> _What needs to be done_
Output, word for word, every line from the line with "c if c < 5000.0" through the final line of the data below.

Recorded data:
::::

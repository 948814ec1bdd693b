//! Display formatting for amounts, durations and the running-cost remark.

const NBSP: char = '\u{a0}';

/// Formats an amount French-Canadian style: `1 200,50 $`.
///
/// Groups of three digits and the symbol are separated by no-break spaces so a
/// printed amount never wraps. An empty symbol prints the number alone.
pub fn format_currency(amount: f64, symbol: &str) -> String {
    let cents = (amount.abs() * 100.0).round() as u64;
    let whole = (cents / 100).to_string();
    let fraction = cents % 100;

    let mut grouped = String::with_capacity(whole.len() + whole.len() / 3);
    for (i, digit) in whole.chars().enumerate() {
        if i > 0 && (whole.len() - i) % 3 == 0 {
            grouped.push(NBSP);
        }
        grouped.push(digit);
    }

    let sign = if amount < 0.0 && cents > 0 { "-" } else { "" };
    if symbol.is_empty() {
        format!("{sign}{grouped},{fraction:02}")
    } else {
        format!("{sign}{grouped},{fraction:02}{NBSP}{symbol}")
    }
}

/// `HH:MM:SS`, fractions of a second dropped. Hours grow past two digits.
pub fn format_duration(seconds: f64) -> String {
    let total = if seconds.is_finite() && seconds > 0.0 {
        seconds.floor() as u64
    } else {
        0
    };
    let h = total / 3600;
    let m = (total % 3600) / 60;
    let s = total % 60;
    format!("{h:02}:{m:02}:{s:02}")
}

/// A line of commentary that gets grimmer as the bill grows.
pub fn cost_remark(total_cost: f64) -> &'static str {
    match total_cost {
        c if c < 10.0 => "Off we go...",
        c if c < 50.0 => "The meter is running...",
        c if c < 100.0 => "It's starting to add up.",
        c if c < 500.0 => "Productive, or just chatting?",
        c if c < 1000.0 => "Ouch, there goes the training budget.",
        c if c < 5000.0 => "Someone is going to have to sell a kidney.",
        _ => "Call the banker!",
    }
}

::::

> _Solution to this task_
        c if c < 5000.0 => "Someone is going to have to sell a kidney.",
        _ => "Call the banker!",
    }
}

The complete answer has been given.